Leia was the best of the Skywalkers by a parsec: not only did she overcome an unimaginable amount of pain, but she championed freedom and democracy with Padmé’s political savviness and Shmi’s resilience through the darkest times. When Leia became one with the Force, she left behind a fully-formed Resistance ready to save the day. It would have been easy to make Princess Leia a classic space damsel in distress, but George Lucas avoided this trope by making Leia’s sarcasm and ingenuity rise as her situation becomes direr.
In 2016, Carrie Fisher published The Princess Diarist, a book that was half-memoir and half-collection of her journal entries from 1977. While the main selling point of the book was the confirmation that she’d had a short-lived affair with Harrison Ford, (“It should have been Mark,” she says), she also brings the reader into the fun and chaos of being a young actor filming an under-the-radar sci-fi flick in London, and the shock felt when it became a world sensation.
“We’d done this little low-budget film. They’d even flown us economy to our location in London to save money, and we lived off a per diem that came nowhere near the vicinity of luxurious. We’d done a cool little off-the-radar movie directed by a bearded guy from Modesto. A thing like that wasn’t going to make people want to play with a doll of you, was it? It was one movie. It wasn’t supposed to do what it did – nothing was supposed to do that. Nothing ever had. Movies were meant to stay on the screen, flat and large and colorful, gathering you up into their sweep of story, carrying you rollicking along to the end, then releasing you back into your unchanged life. But this movie misbehaved. It leaked out of the theater, poured off the screen, affected a lot of people so deeply that they required endless talismans and artifacts to stay connected to it.”

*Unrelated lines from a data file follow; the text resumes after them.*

//! The INI-backed configuration file.

use std::path::{Path, PathBuf};
use std::time::Duration;

use ini::Ini;
use tracing::warn;

use super::{config_directory, config_file_path, ConfigError, ConfigKey};
use crate::export::DEFAULT_EXPORT_FILE;
use crate::geo::{LatLon, Viewport};
use crate::logging::{LoggingConfig, DEFAULT_LOG_FILE, DEFAULT_LOG_LEVEL};
use crate::selection::{
    MarkerHitBox, SelectionMode, DEFAULT_MARKER_HEIGHT, DEFAULT_MARKER_OFFSET_Y,
    DEFAULT_MARKER_WIDTH,
};
use crate::session::{SessionConfig, DEFAULT_POLL_INTERVAL_MS};
use crate::source::{DEFAULT_BASE_URL, DEFAULT_POSITIONS_PATH, DEFAULT_TIMEOUT_SECS};

/// `[source]`: where positions are fetched from.
#[derive(Debug, Clone, PartialEq)]
pub struct SourceSettings {
    pub url: String,
    pub path: String,
    pub timeout_secs: u64,
}

/// `[poll]`: refresh cadence.
#[derive(Debug, Clone, PartialEq)]
pub struct PollSettings {
    pub interval_ms: u64,
    pub start_visible: bool,
}

/// `[export]`: GeoJSON export of each fetch.
#[derive(Debug, Clone, PartialEq)]
pub struct ExportSettings {
    pub enabled: bool,
    pub path: PathBuf,
}

/// `[map]`: initial snapshot and camera.
#[derive(Debug, Clone, PartialEq)]
pub struct MapSettings {
    pub asset: Option<PathBuf>,
    pub center_lat: f64,
    pub center_lon: f64,
    pub zoom: f64,
    pub width: f64,
    pub height: f64,
}

/// `[selection]`: tap behaviour and marker geometry.
#[derive(Debug, Clone, PartialEq)]
pub struct SelectionSettings {
    pub mode: SelectionMode,
    pub marker_width: f64,
    pub marker_height: f64,
    pub marker_offset_x: f64,
    pub marker_offset_y: f64,
}

/// `[logging]`: log file location and level.
#[derive(Debug, Clone, PartialEq)]
pub struct LoggingSettings {
    pub directory: PathBuf,
    pub file: String,
    pub level: String,
}

/// All settings, with defaults for anything the file leaves out.
#[derive(Debug, Clone, PartialEq)]
pub struct ConfigFile {
    pub source: SourceSettings,
    pub poll: PollSettings,
    pub export: ExportSettings,
    pub map: MapSettings,
    pub selection: SelectionSettings,
    pub logging: LoggingSettings,
}

impl Default for ConfigFile {
    fn default() -> Self {
        let viewport = Viewport::default();
        let dir = config_directory();

        Self {
            source: SourceSettings {
                url: DEFAULT_BASE_URL.to_string(),
                path: DEFAULT_POSITIONS_PATH.to_string(),
                timeout_secs: DEFAULT_TIMEOUT_SECS,
            },
            poll: PollSettings {
                interval_ms: DEFAULT_POLL_INTERVAL_MS,
                start_visible: true,
            },
            export: ExportSettings {
                enabled: true,
                path: dir.join(DEFAULT_EXPORT_FILE),
            },
            map: MapSettings {
                asset: None,
                center_lat: viewport.center.lat,
                center_lon: viewport.center.lon,
                zoom: viewport.zoom,
                width: viewport.width,
                height: viewport.height,
            },
            selection: SelectionSettings {
                mode: SelectionMode::default(),
                marker_width: DEFAULT_MARKER_WIDTH,
                marker_height: DEFAULT_MARKER_HEIGHT,
                marker_offset_x: 0.0,
                marker_offset_y: DEFAULT_MARKER_OFFSET_Y,
            },
            logging: LoggingSettings {
                directory: dir,
                file: DEFAULT_LOG_FILE.to_string(),
                level: DEFAULT_LOG_LEVEL.to_string(),
            },
        }
    }
}

impl ConfigFile {
    /// Load from the default location.
    pub fn load() -> Result<Self, ConfigError> {
        Self::load_from(&config_file_path())
    }

    /// Load from the default location, using defaults if the file is absent.
    ///
    /// Unreadable or invalid files are still reported.
    pub fn load_or_default() -> Result<Self, ConfigError> {
        match Self::load() {
            Err(ConfigError::NotFound(_)) => Ok(Self::default()),
            other => other,
        }
    }

    /// Load from an explicit path.
    pub fn load_from(path: &Path) -> Result<Self, ConfigError> {
        if !path.exists() {
            return Err(ConfigError::NotFound(path.to_path_buf()));
        }

        let ini = Ini::load_from_file(path).map_err(|e| match e {
            ini::Error::Io(source) => ConfigError::Io {
                path: path.to_path_buf(),
                source,
            },
            ini::Error::Parse(parse) => ConfigError::Parse {
                path: path.to_path_buf(),
                message: parse.to_string(),
            },
        })?;

        Self::from_ini(&ini)
    }

    /// Apply every known key found in `ini` on top of the defaults.
    pub fn from_ini(ini: &Ini) -> Result<Self, ConfigError> {
        let mut config = Self::default();

        for (section, properties) in ini.iter() {
            let Some(section) = section else { continue };
            for (key, value) in properties.iter() {
                match ConfigKey::lookup(section, key) {
                    Some(config_key) => config_key.set(&mut config, value)?,
                    None => warn!(section, key, "Ignoring unknown configuration key"),
                }
            }
        }

        Ok(config)
    }

    /// Render as INI. Unset optional keys are omitted.
    pub fn to_ini(&self) -> Ini {
        let mut ini = Ini::new();
        for key in ConfigKey::all() {
            let value = key.get(self);
            if !value.is_empty() {
                ini.with_section(Some(key.section()))
                    .set(key.key_name(), value);
            }
        }
        ini
    }

    /// Save to the default location, creating the directory if needed.
    pub fn save(&self) -> Result<(), ConfigError> {
        self.save_to(&config_file_path())
    }

    pub fn save_to(&self, path: &Path) -> Result<(), ConfigError> {
        if let Some(parent) = path.parent() {
            std::fs::create_dir_all(parent).map_err(|source| ConfigError::Io {
                path: parent.to_path_buf(),
                source,
            })?;
        }

        self.to_ini()
            .write_to_file(path)
            .map_err(|source| ConfigError::Io {
                path: path.to_path_buf(),
                source,
            })
    }

    /// Validated initial camera.
    pub fn viewport(&self) -> Result<Viewport, ConfigError> {
        Ok(Viewport::new(
            LatLon::new(self.map.center_lat, self.map.center_lon),
            self.map.zoom,
            self.map.width,
            self.map.height,
        )?)
    }

    pub fn hit_box(&self) -> MarkerHitBox {
        MarkerHitBox::new(self.selection.marker_width, self.selection.marker_height)
            .with_offset(self.selection.marker_offset_x, self.selection.marker_offset_y)
    }

    /// Session settings derived from `[poll]`, `[map]` and `[selection]`.
    pub fn session_config(&self) -> Result<SessionConfig, ConfigError> {
        let mut session = SessionConfig::new()
            .with_poll_interval(Duration::from_millis(self.poll.interval_ms))
            .with_start_visible(self.poll.start_visible)
            .with_viewport(self.viewport()?)
            .with_selection_mode(self.selection.mode)
            .with_hit_box(self.hit_box());

        if let Some(asset) = &self.map.asset {
            session = session.with_snapshot_path(asset);
        }
        Ok(session)
    }

    pub fn logging_config(&self) -> LoggingConfig {
        LoggingConfig::new(&self.logging.directory)
            .with_file_name(&self.logging.file)
            .with_level(&self.logging.level)
    }
}

#[cfg(test)]
mod tests {
    use super::*;

    #[test]
    fn test_missing_file_is_not_found() {
        let dir = tempfile::tempdir().unwrap();
        let result = ConfigFile::load_from(&dir.path().join("config.ini"));
        assert!(matches!(result, Err(ConfigError::NotFound(_))));
    }

    #[test]
    fn test_partial_file_keeps_defaults() {
        let ini = Ini::load_from_str(
            "[source]\nurl = https://fleet.example.com/api/\n\n[poll]\ninterval_ms = 5000\n",
        )
        .unwrap();

        let config = ConfigFile::from_ini(&ini).unwrap();
        assert_eq!(config.source.url, "https://fleet.example.com/api/");
        assert_eq!(config.source.path, DEFAULT_POSITIONS_PATH);
        assert_eq!(config.poll.interval_ms, 5000);
        assert!(config.poll.start_visible);
    }

    #[test]
    fn test_invalid_value_is_reported() {
        let ini = Ini::load_from_str("[poll]\ninterval_ms = soon\n").unwrap();
        let result = ConfigFile::from_ini(&ini);
        assert!(matches!(result, Err(ConfigError::InvalidValue { .. })));
    }

    #[test]
    fn test_unknown_keys_are_ignored() {
        let ini = Ini::load_from_str("[poll]\ncolour = blue\n[extra]\nx = 1\n").unwrap();
        assert_eq!(ConfigFile::from_ini(&ini).unwrap(), ConfigFile::default());
    }

    #[test]
    fn test_save_then_load_preserves_changes() {
        let dir = tempfile::tempdir().unwrap();
        let path = dir.path().join("nested").join("config.ini");

        let mut config = ConfigFile::default();
        config.selection.mode = SelectionMode::Single;
        config.map.asset = Some(PathBuf::from("/srv/trucks.geojson"));
        config.export.enabled = false;
        config.save_to(&path).unwrap();

        let loaded = ConfigFile::load_from(&path).unwrap();
        assert_eq!(loaded, config);
    }

    #[test]
    fn test_session_config_carries_settings() {
        let mut config = ConfigFile::default();
        config.poll.interval_ms = 100;
        config.poll.start_visible = false;
        config.map.asset = Some(PathBuf::from("seed.geojson"));

        let session = config.session_config().unwrap();
        assert_eq!(session.poll_interval, Duration::from_millis(500));
        assert!(!session.start_visible);
        assert_eq!(session.snapshot_path, Some(PathBuf::from("seed.geojson")));
    }

    #[test]
    fn test_bad_camera_is_rejected() {
        let mut config = ConfigFile::default();
        config.map.width = 0.0;
        assert!(matches!(config.viewport(), Err(ConfigError::Geo(_))));
    }
}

Fisher reflected on how everyone loved Leia — both men and women — although for slightly different reasons. As an action princess, she provided a much-needed feminine role model for little geekettes and became a representation of all the great things that a woman could be — golden-bikini notwithstanding, an outfit that she hated with a passion. In Return of the Jedi, she felt very exposed, and she had to sit very straight for a very long time so that it would look good on camera. However, the golden bikini brought her some joy later in life, when she was doing convention rounds. “My favorite [costume] to see is the metal bikini — on men! That is what has been happening a lot. A lot.” she said to NPR.
Later in life, Carrie became a script doctor. She even helped Rian Johnson to hit the right notes in The Last Jedi. “I would go to her house,” Johnson said. “We would sit on her bed for hours and go through the scripts. I would just scribble on my script everything she said, and at the end of six hours, there would be like a four-word line of dialogue that was the distillation of all of that that was brilliant.”
The Last Jedi would be Carrie Fisher’s last film. She passed away on December 27th, 2016, long before The Rise of Skywalker started filming. J.J. Abrams completed the movie by unearthing cut scenes from The Force Awakens. When Leia became one with the Force, she left behind a fully-trained Resistance led by Poe and Rey to carry her legacy.
Carrie Fisher had a different idea about how she wanted to go. In Wishful Drinking, she remembered George Lucas’ insistence that nobody could wear bras in space, because the lack of gravity would cause the bra to choke the wearer. “Now I think that this would make a fantastic obit- so I tell my younger friends that no matter how I go, I want it reported that I drowned in moonlight, strangled by my own bra.”
She was joking, of course — Fisher joked about everything and everyone. This sense of humor helped her open up about her personal fight with bipolar disorder, depression, and substance addiction, combating the stigma around these issues. “At times, being bipolar can be an all-consuming challenge, requiring a lot of stamina and even more courage, so if you’re living with this illness and functioning at all, its something to be proud of, not ashamed of.”
But the most touching insight about Carrie and Leia’s impact came from her daughter, Billie Lourd (Lieutenant Kaydel Connix in the films):
“She used to say that in the original movies, she got to be “the only girl in an all-boys fantasy.” But with each new Star Wars movie, the all-boys fantasy started to become a boys-and-girls fantasy. She was no longer a part of a fantasy, but the fantasy herself. Leia was not just a sidekick one of the male leads had on his arm, or a damsel in distress. She was the hero herself. The princess became the general.”
This part of her legacy is explored in the documentary series Looking for Leia, an homage not only to Carrie Fisher but also to all the fans that would have never been a part of Star Wars if Leia hadn’t existed, and how their presence changed a galaxy far, far away into a better, more inclusive place, worth fighting for.
Leia Organa and Carrie Fisher's presence changed a galaxy far, far away into a better, more inclusive place, worth fighting for.